Bromine tablet features

Bromine tablets slowly dissolve in water to provide active bromine sanitiser in the form of hypobromous acid. Also there is a chlorine content in the most commonly available tablets made from 1-bromo-3-chloro-5,5-dimethylhydantoin (Often abbreviated as BCDMH). This regenerates the hypbromous acid from bromine residues.

Bromine tablets contain 63% bromine.

Most commonly supplied as an 18 to 20gm tablet.

1.6 gm dissolved from a bromine tablet will raise the free bromine level of 1,000 lt water by 1 mg/litre (part per million).

The tablet is approximately 3cm diameter and 2cm high.

Calculate the bromine tablet dose rate for a known water volume

Regulatory Information Use this to check what is behind the brand name. Often you are buying a simple chemical. Look on the regulatory part of the label and most of the following should be there.

  • Chemical Name (or "contains"): 1-bromo-3-chloro-5,5-dimethylhydantoin or bromochloro-5,-5 dimethylhydantoin
  • UN 1479 Oxidising Solid, Not Otherwise Specified (shortened to NOS)
  • CAS No. 32718-18-6 (Not obligatory in the UK)

For full information, download a safety data sheet

Free bromine is tested with DPD1 tablets, Total bromine is tested with DPD3 tablets. The combined bromine value is obtained by subtracting the free bromine value from the total bromine value.

More information about DPD Tablets

Bromine tablet benefits

With most people, bromamines are much less likely to irritate. Because of this bromine tablets are often more suitable for use in the higher temperatures of spa baths.

Because they do not contain calcium, bromine tablets can be used to sanitise hard water without increasing the calcium hardness.

As they are in a tablet form, BCDMH is suitable for semiautomatic dispensing using an erosion feeder or brominator.

When shocked with an Oxygen Shock, the bromide ions are reactivated as the bromamines are destroyed.
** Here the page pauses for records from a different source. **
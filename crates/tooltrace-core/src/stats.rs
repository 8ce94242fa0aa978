use std::collections::HashMap;
use std::path::{Path, PathBuf};

use serde::{Deserialize, Serialize};
use serde_json::{Map, Value};

use crate::error::Result;
use crate::row::DatasetRow;

/// How many tool names are kept in the persisted frequency table.
pub const TOP_TOOL_NAMES: usize = 50;

/// Running tallies over emitted rows.
#[derive(Debug, Clone, Default)]
pub struct StatsCollector {
    rows: usize,
    tool_name_counts: HashMap<String, usize>,
}

impl StatsCollector {
    pub fn new() -> Self {
        Self::default()
    }

    pub fn record(&mut self, row: &DatasetRow) {
        self.rows += 1;
        *self.tool_name_counts.entry(row.tool_name.clone()).or_insert(0) += 1;
    }

    pub fn rows(&self) -> usize {
        self.rows
    }

    /// Freeze the tallies, keeping the most frequent tool names.
    pub fn finish(self, files: usize) -> DatasetStats {
        let mut counts: Vec<ToolCount> = self
            .tool_name_counts
            .into_iter()
            .map(|(tool_name, count)| ToolCount { tool_name, count })
            .collect();
        counts.sort_by(|a, b| b.count.cmp(&a.count).then_with(|| a.tool_name.cmp(&b.tool_name)));
        counts.truncate(TOP_TOOL_NAMES);

        DatasetStats {
            rows: self.rows,
            files,
            tool_name_counts: counts
                .into_iter()
                .map(|c| (c.tool_name, Value::from(c.count)))
                .collect(),
        }
    }
}

struct ToolCount {
    tool_name: String,
    count: usize,
}

/// Aggregate statistics written next to the dataset.
#[derive(Debug, Clone, PartialEq, Serialize, Deserialize)]
pub struct DatasetStats {
    pub rows: usize,
    pub files: usize,
    /// Most frequent first.
    pub tool_name_counts: Map<String, Value>,
}

impl DatasetStats {
    /// `<out>.stats.json` for a dataset written to `out`.
    pub fn path_for(out: &Path) -> PathBuf {
        let mut name = out.as_os_str().to_os_string();
        name.push(".stats.json");
        PathBuf::from(name)
    }

    pub fn write_to(&self, path: &Path) -> Result<()> {
        let mut json = serde_json::to_string_pretty(self)?;
        json.push('\n');
        std::fs::write(path, json)?;
        Ok(())
    }

    pub fn count_for(&self, tool_name: &str) -> Option<u64> {
        self.tool_name_counts.get(tool_name).and_then(|v| v.as_u64())
    }
}

#[cfg(test)]
mod tests {
    use super::*;
    use crate::row::{ToolResultEntry, TraceEntry};

    fn row(tool_name: &str) -> DatasetRow {
        DatasetRow {
            session_id: "s1".to_string(),
            t: None,
            messages: Vec::new(),
            tool_name: tool_name.to_string(),
            tool_input: Map::new(),
            tool_result: TraceEntry::ToolResult(ToolResultEntry {
                t: None,
                tool_use_id: Some("t".to_string()),
                is_error: false,
                content_text: String::new(),
                uuid: None,
                parent_uuid: None,
            }),
            trace: Vec::new(),
            reward: 1.0,
        }
    }

    #[test]
    fn test_counts_are_sorted_by_frequency() {
        let mut collector = StatsCollector::new();
        for name in ["Read", "Bash", "Read", "Edit", "Read", "Bash"] {
            collector.record(&row(name));
        }

        let stats = collector.finish(3);
        assert_eq!(stats.rows, 6);
        assert_eq!(stats.files, 3);
        let names: Vec<_> = stats.tool_name_counts.keys().cloned().collect();
        assert_eq!(names, vec!["Read", "Bash", "Edit"]);
        assert_eq!(stats.count_for("Read"), Some(3));
    }

    #[test]
    fn test_counts_are_truncated() {
        let mut collector = StatsCollector::new();
        for i in 0..(TOP_TOOL_NAMES + 10) {
            collector.record(&row(&format!("tool{i:03}")));
        }
        let stats = collector.finish(1);
        assert_eq!(stats.tool_name_counts.len(), TOP_TOOL_NAMES);
        assert_eq!(stats.rows, TOP_TOOL_NAMES + 10);
    }

    #[test]
    fn test_stats_path_appends_suffix() {
        let path = DatasetStats::path_for(Path::new("/tmp/rows.jsonl"));
        assert_eq!(path, PathBuf::from("/tmp/rows.jsonl.stats.json"));
    }
}
use std::path::PathBuf;

use thiserror::Error;

/// Errors surfaced by dataset extraction.
///
/// Malformed lines, unrecognized records and unmatched tool events are
/// absorbed where they occur and never show up here.
#[derive(Error, Debug)]
pub enum DatasetError {
    #[error("Failed to open log file {path:?}: {source}")]
    Open {
        path: PathBuf,
        #[source]
        source: std::io::Error,
    },

    #[error("Projects directory does not exist: {0:?}")]
    MissingDir(PathBuf),

    #[error("Failed to write dataset row: {0}")]
    Write(#[from] std::io::Error),

    #[error("Failed to serialize dataset row: {0}")]
    Serialize(#[from] serde_json::Error),
}

pub type Result<T> = std::result::Result<T, DatasetError>;
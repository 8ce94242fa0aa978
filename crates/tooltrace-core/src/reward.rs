use crate::types::ToolResultEvent;

pub const SUCCESS_REWARD: f64 = 1.0;
pub const ERROR_REWARD: f64 = -1.0;

/// Proxy reward for a resolved tool call: the result's error flag and
/// nothing else. Richer scoring is layered on downstream.
pub fn reward(result: &ToolResultEvent) -> f64 {
    if result.is_error {
        ERROR_REWARD
    } else {
        SUCCESS_REWARD
    }
}

#[cfg(test)]
mod tests {
    use super::*;

    fn result(is_error: bool) -> ToolResultEvent {
        ToolResultEvent {
            session_id: Some("s1".to_string()),
            uuid: Some("u1".to_string()),
            parent_uuid: None,
            timestamp: None,
            role: "user".to_string(),
            tool_use_id: Some("t1".to_string()),
            is_error,
            content_text: "output".to_string(),
        }
    }

    #[test]
    fn test_error_result_is_penalized() {
        assert_eq!(reward(&result(true)), -1.0);
    }

    #[test]
    fn test_success_result_is_rewarded() {
        assert_eq!(reward(&result(false)), 1.0);
    }
}
use serde::{Deserialize, Serialize};
use serde_json::{Map, Value};

use crate::types::{MessageEvent, ToolResultEvent, ToolUseEvent};

/// Snapshot of one context message captured into a row.
#[derive(Debug, Clone, PartialEq, Serialize, Deserialize)]
pub struct ContextMessage {
    pub t: Option<String>,
    pub role: Option<String>,
    pub text: String,
    pub uuid: Option<String>,
    pub parent_uuid: Option<String>,
}

impl From<&MessageEvent> for ContextMessage {
    fn from(m: &MessageEvent) -> Self {
        Self {
            t: m.timestamp.clone(),
            role: m.role.clone(),
            text: m.text.clone(),
            uuid: m.uuid.clone(),
            parent_uuid: m.parent_uuid.clone(),
        }
    }
}

#[derive(Debug, Clone, PartialEq, Serialize, Deserialize)]
pub struct ToolUseEntry {
    pub t: Option<String>,
    pub tool_name: String,
    pub tool_use_id: Option<String>,
    pub tool_input: Map<String, Value>,
    pub uuid: Option<String>,
    pub parent_uuid: Option<String>,
}

impl From<&ToolUseEvent> for ToolUseEntry {
    fn from(e: &ToolUseEvent) -> Self {
        Self {
            t: e.timestamp.clone(),
            tool_name: e.tool_name.clone(),
            tool_use_id: e.tool_use_id.clone(),
            tool_input: e.tool_input.clone(),
            uuid: e.uuid.clone(),
            parent_uuid: e.parent_uuid.clone(),
        }
    }
}

#[derive(Debug, Clone, PartialEq, Serialize, Deserialize)]
pub struct ToolResultEntry {
    pub t: Option<String>,
    pub tool_use_id: Option<String>,
    pub is_error: bool,
    pub content_text: String,
    pub uuid: Option<String>,
    pub parent_uuid: Option<String>,
}

impl From<&ToolResultEvent> for ToolResultEntry {
    fn from(e: &ToolResultEvent) -> Self {
        Self {
            t: e.timestamp.clone(),
            tool_use_id: e.tool_use_id.clone(),
            is_error: e.is_error,
            content_text: e.content_text.clone(),
            uuid: e.uuid.clone(),
            parent_uuid: e.parent_uuid.clone(),
        }
    }
}

/// One step recorded in a row's trace.
#[derive(Debug, Clone, PartialEq, Serialize, Deserialize)]
#[serde(tag = "type", rename_all = "snake_case")]
pub enum TraceEntry {
    ToolUse(ToolUseEntry),
    Message(ContextMessage),
    ToolResult(ToolResultEntry),
}

impl TraceEntry {
    pub fn kind(&self) -> &'static str {
        match self {
            Self::ToolUse(_) => "tool_use",
            Self::Message(_) => "message",
            Self::ToolResult(_) => "tool_result",
        }
    }
}

/// A resolved tool invocation: the terminal artifact of the pipeline.
#[derive(Debug, Clone, PartialEq, Serialize, Deserialize)]
pub struct DatasetRow {
    pub session_id: String,
    pub t: Option<String>,
    pub messages: Vec<ContextMessage>,
    pub tool_name: String,
    pub tool_input: Map<String, Value>,
    /// Always a [`TraceEntry::ToolResult`].
    pub tool_result: TraceEntry,
    pub trace: Vec<TraceEntry>,
    pub reward: f64,
}

impl DatasetRow {
    pub fn result(&self) -> Option<&ToolResultEntry> {
        match &self.tool_result {
            TraceEntry::ToolResult(entry) => Some(entry),
            _ => None,
        }
    }

    pub fn trace_kinds(&self) -> Vec<&'static str> {
        self.trace.iter().map(TraceEntry::kind).collect()
    }
}
use std::fs::File;
use std::io::{BufRead, BufReader};
use std::path::{Path, PathBuf};

use serde_json::{Map, Value};

use crate::error::{DatasetError, Result};

/// Lazily yields one JSON object per line of a JSONL log.
///
/// Blank lines, lines that fail to decode, and lines whose top-level value
/// is not an object are skipped. Invalid UTF-8 is replaced rather than
/// rejected. An I/O error after the file was opened ends the sequence.
pub struct RecordReader<R = BufReader<File>> {
    reader: R,
    source: PathBuf,
    buf: Vec<u8>,
    done: bool,
}

impl RecordReader {
    /// Open a log file. Failing to open is the only fatal error.
    pub fn open(path: &Path) -> Result<Self> {
        let file = File::open(path).map_err(|source| DatasetError::Open {
            path: path.to_path_buf(),
            source,
        })?;
        Ok(Self::with_source(BufReader::new(file), path.to_path_buf()))
    }
}

impl<R: BufRead> RecordReader<R> {
    pub fn from_reader(reader: R) -> Self {
        Self::with_source(reader, PathBuf::from("<reader>"))
    }

    fn with_source(reader: R, source: PathBuf) -> Self {
        Self {
            reader,
            source,
            buf: Vec::new(),
            done: false,
        }
    }

    /// Read the next raw line. `None` at EOF or on a read error.
    fn next_line(&mut self) -> Option<String> {
        if self.done {
            return None;
        }
        self.buf.clear();
        match self.reader.read_until(b'\n', &mut self.buf) {
            Ok(0) => {
                self.done = true;
                None
            }
            Ok(_) => Some(String::from_utf8_lossy(&self.buf).into_owned()),
            Err(e) => {
                tracing::debug!(path = ?self.source, error = %e, "Stopped reading log file");
                self.done = true;
                None
            }
        }
    }
}

impl<R: BufRead> Iterator for RecordReader<R> {
    type Item = Map<String, Value>;

    fn next(&mut self) -> Option<Self::Item> {
        loop {
            let line = self.next_line()?;
            let line = line.trim();
            if line.is_empty() {
                continue;
            }
            if let Ok(Value::Object(record)) = serde_json::from_str::<Value>(line) {
                return Some(record);
            }
        }
    }
}

#[cfg(test)]
mod tests {
    use super::*;
    use std::io::Cursor;

    fn read_all(input: &[u8]) -> Vec<Map<String, Value>> {
        RecordReader::from_reader(Cursor::new(input.to_vec())).collect()
    }

    #[test]
    fn test_skips_blank_and_malformed_lines() {
        let input = b"{\"a\":1}\n\n   \n{not json\n{\"b\":2}\n";
        let records = read_all(input);
        assert_eq!(records.len(), 2);
        assert_eq!(records[0]["a"], 1);
        assert_eq!(records[1]["b"], 2);
    }

    #[test]
    fn test_skips_non_object_values() {
        let input = b"42\n\"str\"\n[1,2]\nnull\n{\"ok\":true}\n";
        let records = read_all(input);
        assert_eq!(records.len(), 1);
        assert_eq!(records[0]["ok"], true);
    }

    #[test]
    fn test_last_line_without_newline() {
        let records = read_all(b"{\"a\":1}\n{\"b\":2}");
        assert_eq!(records.len(), 2);
    }

    #[test]
    fn test_invalid_utf8_is_replaced() {
        let mut input = b"{\"text\":\"caf".to_vec();
        input.push(0xff);
        input.extend_from_slice(b"\"}\n");
        let records = read_all(&input);
        assert_eq!(records.len(), 1);
        assert_eq!(records[0]["text"], "caf\u{fffd}");
    }

    #[test]
    fn test_open_missing_file_is_an_error() {
        let result = RecordReader::open(Path::new("/definitely/not/here.jsonl"));
        assert!(matches!(result, Err(DatasetError::Open { .. })));
    }
}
Bromine tablets have little effect on pH

Monobromamine, unlike monochloramine does have a reasonable sanitising value

Bromine tablet disadvantages

Bromine is only a weak oxidising agent, not capable of destroying amine contamination in a pool or spa. Because of this a regular separate shock treatment is necessary .
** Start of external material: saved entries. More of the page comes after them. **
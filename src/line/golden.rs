//! Private Module

use super::{ordered, LineMinimum, LineSearch};
use crate::error::{OptimizeError, Result};
use tracing::trace;

/// Golden Section Search
///
/// Minimizes a scalar function by iteratively dividing an interval
/// $`[a, b]`$ into successively smaller intervals given by the golden
/// ratio. Only one new function evaluation is needed per iteration since
/// one interior point is reused. See
/// [Wikipedia](https://en.wikipedia.org/wiki/Golden-section_search)
/// for more info.
///
/// Stops once $`|b - a| \leq`$ precision and returns the midpoint. After
/// $`k`$ iterations the interval has contracted by $`R = 0.618^{k-1}`$.
pub struct GoldenSectionSearch<F> {
    a: f64,
    b: f64,
    precision: f64,
    f: F,
    iterations: Option<usize>,
}

impl<F> GoldenSectionSearch<F>
where
    F: Fn(f64) -> f64,
{
    pub fn new(a: f64, b: f64, precision: f64, f: F) -> Self {
        let (a, b) = ordered(a, b);
        Self {
            a,
            b,
            precision,
            f,
            iterations: None,
        }
    }
}

impl<F> LineSearch for GoldenSectionSearch<F>
where
    F: Fn(f64) -> f64,
{
    fn solve(&mut self) -> LineMinimum {
        // 1 / phi = 0.61803398875 = phi - 1 = (sqrt(5) - 1)/2
        let invphi = (5.0_f64.sqrt() - 1.) / 2.;
        // 1 / phi^2 = 0.38196601125 = 2 - phi = 1 - invphi = (3 - sqrt(5))/2
        let invphi2 = (3. - 5.0_f64.sqrt()) / 2.;

        let f = &self.f;
        let (mut a, mut b) = (self.a, self.b);
        let mut y = a + invphi2 * (b - a);
        let mut z = a + invphi * (b - a);
        let mut f_y = f(y);
        let mut f_z = f(z);
        let mut k = 0;

        while b - a > self.precision {
            let width = b - a;
            if f_z < f_y {
                a = y;
                y = z;
                f_y = f_z;
                z = a + invphi * (b - a);
                f_z = f(z);
            } else {
                b = z;
                z = y;
                f_z = f_y;
                y = a + invphi2 * (b - a);
                f_y = f(y);
            }
            k += 1;
            if b - a >= width {
                break;
            }
        }
        trace!(iterations = k, "golden section done");
        self.iterations = Some(k);
        let mid = (a + b) / 2.;
        LineMinimum { x: mid, fx: f(mid) }
    }

    fn iterations(&self) -> Option<usize> {
        self.iterations
    }

    fn convergence_rate(&self) -> Result<f64> {
        let k = self.iterations.ok_or(OptimizeError::NotYetRun)?;
        let invphi = (5.0_f64.sqrt() - 1.) / 2.;
        // no contraction if the interval was already within precision
        Ok(invphi.powf(k.saturating_sub(1) as f64))
    }
}

#[cfg(test)]
mod tests {
    use super::*;
    use approx::assert_abs_diff_eq;

    #[test]
    fn golden_quadratic() {
        let func = |x: f64| x.powi(2);
        let min = GoldenSectionSearch::new(1., 2., 1e-4, func).solve();
        assert_abs_diff_eq!(min.x, 1.0, epsilon = 1e-4);

        let min = GoldenSectionSearch::new(-2., -3., 1e-4, func).solve();
        assert_abs_diff_eq!(min.x, -2.0, epsilon = 1e-4);

        let min = GoldenSectionSearch::new(-2., 3., 1e-4, func).solve();
        assert_abs_diff_eq!(min.x, 0.0, epsilon = 1e-4);
    }

    #[test]
    fn golden_quadratic2() {
        let xtrue = 1.5;
        let func = |x: f64| (x - xtrue).powi(2) - 0.8;
        let min = GoldenSectionSearch::new(-15., 15., 1e-8, func).solve();
        assert_abs_diff_eq!(min.x, xtrue, epsilon = 1e-7);
        assert_abs_diff_eq!(min.fx, -0.8, epsilon = 1e-12);
    }

    #[test]
    fn golden_convergence_rate() {
        let mut search = GoldenSectionSearch::new(0., 1., 1e-3, |x: f64| (x - 0.3).abs());
        assert_eq!(search.convergence_rate(), Err(OptimizeError::NotYetRun));
        search.solve();
        // 0.618^15 = 7.4e-4 is the first power below 1e-3
        assert_eq!(search.iterations(), Some(15));
        let rate = search.convergence_rate().unwrap();
        assert_abs_diff_eq!(rate, 0.618_034f64.powi(14), epsilon = 1e-6);
    }

    #[test]
    fn golden_interval_within_precision() {
        let mut search = GoldenSectionSearch::new(0.5, 0.5 + 1e-9, 1e-4, |x: f64| x.powi(2));
        let min = search.solve();
        assert_eq!(search.iterations(), Some(0));
        assert_abs_diff_eq!(min.x, 0.5, epsilon = 1e-8);
        assert_eq!(search.convergence_rate(), Ok(1.));
    }
}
Bromine tablets cannot be stabilised in the same manner as chlorine. This makes bromine sanitised water very susceptible to degradation by ultraviolet light.
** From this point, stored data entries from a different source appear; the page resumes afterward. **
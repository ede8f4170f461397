//! Gradient Methods for Smooth Unconstrained Minimization
//!
//! For minimizing an objective $`f: \mathbb{R}^n \to \mathbb{R}`$ whose
//! gradient is supplied as one partial derivative per coordinate (a
//! [`Gradient`](crate::problem::Gradient)). Every method follows the same
//! loop
//!
//! ```text
//! gradient -> small? stop -> direction -> line search -> advance -> stable? stop -> ...
//! ```
//!
//! where the step length along the direction $`d`$ minimizes
//! $`\varphi(\alpha) = f(x + \alpha d)`$ with the configured
//! [`LineSearchConfig`] started at $`\alpha = 0`$. Steps are only taken if
//! they do not increase the objective, so the observed values are
//! monotone.
//!
//! - [`SteepestDescent`]
//! - [`ConjugateGradient`] with a choice of [`Gamma`] update
//! - [`Dfp`], the Davidon-Fletcher-Powell quasi-Newton method
//! - [`LevenbergMarquardt`], damped Newton with an analytic Hessian

mod dfp;
pub use dfp::*;
mod gd;
pub use gd::*;
mod lm;
pub use lm::*;
mod pcg;
pub use pcg::*;

use crate::error::{LinalgError, Result};
use crate::line::LineSearchConfig;
use crate::linalg::Vector;

/// An accepted move of a line search
#[derive(Debug, Clone, PartialEq)]
pub(crate) struct Step {
    pub x: Vector,
    pub fx: f64,
    pub alpha: f64,
}

/// Halvings of the line search step before giving up on a direction
const MAX_HALVINGS: usize = 64;

/// Line search along `direction` from `x`, with $`f(x) = `$ `fx`
///
/// The step found by the line search is halved toward zero until the
/// objective does not increase. Returns `None` if no such step exists,
/// e.g. when `direction` points uphill.
pub(crate) fn monotone_step(
    f: &impl Fn(&Vector) -> f64,
    x: &Vector,
    fx: f64,
    direction: &Vector,
    line_search: &LineSearchConfig,
) -> Result<Option<Step>> {
    if direction.dimension() != x.dimension() {
        return Err(LinalgError::DimensionMismatch {
            expected: x.dimension(),
            found: direction.dimension(),
        }
        .into());
    }
    // dimensions agree, the offset cannot fail
    let phi = |alpha: f64| x.offset(alpha, direction).map_or(f64::INFINITY, |p| f(&p));
    let mut alpha = line_search.minimize(&phi, 0.)?.x;

    for _ in 0..MAX_HALVINGS {
        let candidate = x.offset(alpha, direction)?;
        let f_candidate = f(&candidate);
        if f_candidate <= fx {
            return Ok(Some(Step {
                x: candidate,
                fx: f_candidate,
                alpha,
            }));
        }
        alpha /= 2.;
    }
    Ok(None)
}

#[cfg(test)]
pub(crate) mod tests {
    use super::*;
    use crate::linalg::Matrix;
    use crate::problem::Gradient;
    use approx::assert_abs_diff_eq;

    pub const ROSENBROCK_A: f64 = 100.;
    pub const ROSENBROCK_B: f64 = 2.;
    pub const ROSENBROCK_F: f64 = 45.;

    /// $`\sum_i a (x_i^2 - x_{i+1})^2 + b (x_i - 1)^2 + f`$ in three dimensions
    pub fn rosenbrock(x: &Vector) -> f64 {
        let (a, b) = (ROSENBROCK_A, ROSENBROCK_B);
        (0..2)
            .map(|i| a * (x[i].powi(2) - x[i + 1]).powi(2) + b * (x[i] - 1.).powi(2))
            .sum::<f64>()
            + ROSENBROCK_F
    }

    pub fn rosenbrock_gradient() -> Gradient<'static> {
        let (a, b) = (ROSENBROCK_A, ROSENBROCK_B);
        Gradient::new()
            .partial(move |x: &Vector| {
                4. * a * x[0] * (x[0].powi(2) - x[1]) + 2. * b * (x[0] - 1.)
            })
            .partial(move |x: &Vector| {
                -2. * a * (x[0].powi(2) - x[1])
                    + 4. * a * x[1] * (x[1].powi(2) - x[2])
                    + 2. * b * (x[1] - 1.)
            })
            .partial(move |x: &Vector| -2. * a * (x[1].powi(2) - x[2]))
    }

    pub fn rosenbrock_hessian(x: &Vector) -> Matrix {
        let (a, b) = (ROSENBROCK_A, ROSENBROCK_B);
        let h00 = 4. * a * (3. * x[0].powi(2) - x[1]) + 2. * b;
        let h11 = 2. * a + 2. * b + 4. * a * (3. * x[1].powi(2) - x[2]);
        let h01 = -4. * a * x[0];
        let h12 = -4. * a * x[1];
        ndarray::array![[h00, h01, 0.], [h01, h11, h12], [0., h12, 2. * a]].into()
    }

    /// $`(x_0 - 1)^2 + 10 (x_1 + 2)^2`$
    pub fn bowl(x: &Vector) -> f64 {
        (x[0] - 1.).powi(2) + 10. * (x[1] + 2.).powi(2)
    }

    pub fn bowl_gradient() -> Gradient<'static> {
        Gradient::new()
            .partial(|x: &Vector| 2. * (x[0] - 1.))
            .partial(|x: &Vector| 20. * (x[1] + 2.))
    }

    #[test]
    fn rosenbrock_derivatives_at_minimum() {
        let ones = Vector::filled(3, 1.);
        assert_abs_diff_eq!(rosenbrock(&ones), ROSENBROCK_F);
        let g = rosenbrock_gradient().evaluate(&ones).unwrap();
        assert_abs_diff_eq!(g, Vector::zeros(3));
        // Hessian is symmetric positive definite there
        let h = rosenbrock_hessian(&ones);
        assert_abs_diff_eq!(h, h.transpose());
        assert!(h.lu().is_ok());
    }

    #[test]
    fn rosenbrock_gradient_matches_differences() {
        let x = Vector::from(vec![0.3, -0.2, 0.7]);
        let g = rosenbrock_gradient().evaluate(&x).unwrap();
        let h = 1e-6;
        for i in 0..3 {
            let forward = rosenbrock(&x.add_at(i, h).unwrap());
            let backward = rosenbrock(&x.sub_at(i, h).unwrap());
            assert_abs_diff_eq!(g[i], (forward - backward) / (2. * h), epsilon = 1e-4);
        }
    }

    #[test]
    fn monotone_step_descends() {
        let x = Vector::from(vec![0., 0.]);
        let fx = bowl(&x);
        let d = bowl_gradient().evaluate(&x).unwrap().neg();
        let step = monotone_step(&bowl, &x, fx, &d, &LineSearchConfig::default())
            .unwrap()
            .unwrap();
        assert!(step.fx < fx);
        assert!(step.alpha > 0.);
        assert_abs_diff_eq!(step.x, x.offset(step.alpha, &d).unwrap());
    }

    #[test]
    fn monotone_step_dimension_mismatch() {
        let x = Vector::zeros(2);
        let d = Vector::zeros(3);
        assert!(monotone_step(&bowl, &x, 0., &d, &LineSearchConfig::default()).is_err());
    }
}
Roughly twice the quantity of bromine is needed to achieve similar sanitising levels to chlorine.

A very few people are susceptible to skin irritaion which may be associated with sanitising with 1-bromo-3-chloro-5,5-dimethylhydantoin. This may be attributable to dibromamine or tribromamine formation, indicating insufficient attention to shock treatment

"Bromine" is a little more expensive than "chlorine" generally.

Shock dosing

Shock dosing is a process by which bather impurities are removed from the pool water. When bromine combines with amines it forms bromamines. The first stage of bromamine formation is monobromamine which has reasonable sanitising value. Usually oxygen compounds called Oxygen Shock or Non Chlorine Shock are used for shocking bromine treated water.